Hacker News new | ask | show | jobs
by manyturtles 434 days ago
About a decade and a half ago I worked on a large data migration project at a FAANG. Multi-exabyte scale, many clusters across many countries. Once everyone was moved the old storage platform wasn't completely empty, because the number of migrations was large and users were (naturally) more focused on ensuring their data was in place and available on the target platform rather than ensuring every last thing was deleted on the legacy platform. We weren't initially concerned about it because it would all get deleted when we turned down the old setup.
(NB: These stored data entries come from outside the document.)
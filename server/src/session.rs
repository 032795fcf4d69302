//
// Copyright 2017-2026 Hans W. Uhlig. All Rights Reserved.
//
// Licensed under the Apache License, Version 2.0 (the "License");
// you may not use this file except in compliance with the License.
// You may obtain a copy of the License at
//
//      http://www.apache.org/licenses/LICENSE-2.0
//
// Unless required by applicable law or agreed to in writing, software
// distributed under the License is distributed on an "AS IS" BASIS,
// WITHOUT WARRANTIES OR CONDITIONS OF ANY KIND, either express or implied.
// See the License for the specific language governing permissions and
// limitations under the License.
//

//! Session implementation
//!
//! A session binds one client connection to one program instance:
//!
//! ```text
//!            ClientReader ──(data, resize)──▶ ProcessInstance input
//! client ◀── ClientWriter ◀──(output, telnet replies)── ProcessInstance output
//! ```
//!
//! Each direction runs in its own task. The session task supervises both together with the
//! program's exit, the idle timer and the server's cancellation token, and is the only place
//! resources are released.

use crate::connection::{ClientReader, ClientWriter, TelnetConnection};
use crate::launcher::{self, ProcessInstance, Resizer};
use crate::{
    BridgeError, BridgeResult, ServerConfig, ServerMetrics, SessionId, SessionInfo,
    SessionObserver, SessionOutcome, SessionState,
};
use bytes::Bytes;
use std::net::SocketAddr;
use std::sync::Arc;
use std::sync::atomic::{AtomicU8, AtomicU32, AtomicU64, Ordering};
use std::time::{Duration, Instant};
use tnbridge_telnetcodec::WindowSize;
use tokio::net::TcpStream;
use tokio::sync::mpsc;
use tokio::task::JoinHandle;
use tokio::time::{MissedTickBehavior, interval, timeout};
use tokio_util::sync::CancellationToken;
use tracing::{debug, info, instrument, warn};

/// Lock-free state of a session, shared with the session manager
#[derive(Debug)]
pub struct SessionShared {
    id: SessionId,
    peer_addr: SocketAddr,
    created_at: Instant,
    state: AtomicU8,
    /// Milliseconds after `created_at` of the last byte moved
    last_activity_ms: AtomicU64,
    bytes_sent: AtomicU64,
    bytes_received: AtomicU64,
    /// Zero until the program is running
    pid: AtomicU32,
    /// Columns in the high half, rows in the low half
    window: AtomicU32,
}

impl SessionShared {
    /// Create the shared state of a freshly admitted session
    pub fn new(id: SessionId, peer_addr: SocketAddr) -> Self {
        Self {
            id,
            peer_addr,
            created_at: Instant::now(),
            state: AtomicU8::new(SessionState::Starting.as_u8()),
            last_activity_ms: AtomicU64::new(0),
            bytes_sent: AtomicU64::new(0),
            bytes_received: AtomicU64::new(0),
            pid: AtomicU32::new(0),
            window: AtomicU32::new(pack(WindowSize::default())),
        }
    }

    /// Get the session ID
    pub fn id(&self) -> SessionId {
        self.id
    }

    /// Get the current state
    pub fn state(&self) -> SessionState {
        SessionState::from_u8(self.state.load(Ordering::Acquire))
    }

    fn set_state(&self, state: SessionState) {
        let previous = SessionState::from_u8(self.state.swap(state.as_u8(), Ordering::AcqRel));
        if previous != state {
            debug!(session = %self.id, from = %previous, to = %state, "session state changed");
        }
    }

    fn touch(&self) {
        let elapsed = self.created_at.elapsed().as_millis() as u64;
        self.last_activity_ms.fetch_max(elapsed, Ordering::Relaxed);
    }

    fn last_activity(&self) -> Instant {
        self.created_at + Duration::from_millis(self.last_activity_ms.load(Ordering::Relaxed))
    }

    fn set_window(&self, size: WindowSize) {
        self.window.store(pack(size), Ordering::Relaxed);
    }

    /// Get a snapshot of the session
    pub fn info(&self) -> SessionInfo {
        let window = self.window.load(Ordering::Relaxed);
        let pid = self.pid.load(Ordering::Relaxed);
        SessionInfo {
            id: self.id,
            state: self.state(),
            peer_addr: self.peer_addr,
            created_at: self.created_at,
            last_activity: self.last_activity(),
            window_size: WindowSize::new((window >> 16) as u16, (window & 0xFFFF) as u16),
            pid: (pid != 0).then_some(pid),
            bytes_sent: self.bytes_sent.load(Ordering::Relaxed),
            bytes_received: self.bytes_received.load(Ordering::Relaxed),
        }
    }
}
As we were gearing up to declare victory and start turning down the several dozen legacy storage clusters someone mused that given some users were subject to litigation holds -- not allowed to delete any data -- that at least some of the leftover data on the old system might be subject to litigation hold, and we'd need to figure that out before we could delete it or incur legal risk. IIRC the leftover 'junk' data amounted to a few dozen petabytes spread across multiple clusters around the world, in different jurisdictions. We spent several months talking with the lawyers figuring that out. It was an interesting dance, because on the one hand we were quite confident that there was unlikely to be anything in the leftovers which was both meaningful and not migrated to the new platform, while on the other hand explaining that it wasn't practical to just "go and look" through a few dozen PB of data. I recall we ended up somewhere in between, coming up with ways to distinguish categories of data like caches and working data from various pipelines. It added over six months to the project, but was quite an interesting problem to work through that hadn't occurred to any of us earlier on, as we were thinking entirely in technical terms about infrastructure migration.

1 comments

That does sound very interesting. Any insights on what would you do differently if you had to do it again? Any way to accelerate things now that you know the pain or do you think it's quite unavoidable and "legal Time"?
Doing it in parallel, which of course is only an option if you know about it. And templating that into a general approach and having legal folks sign off on that.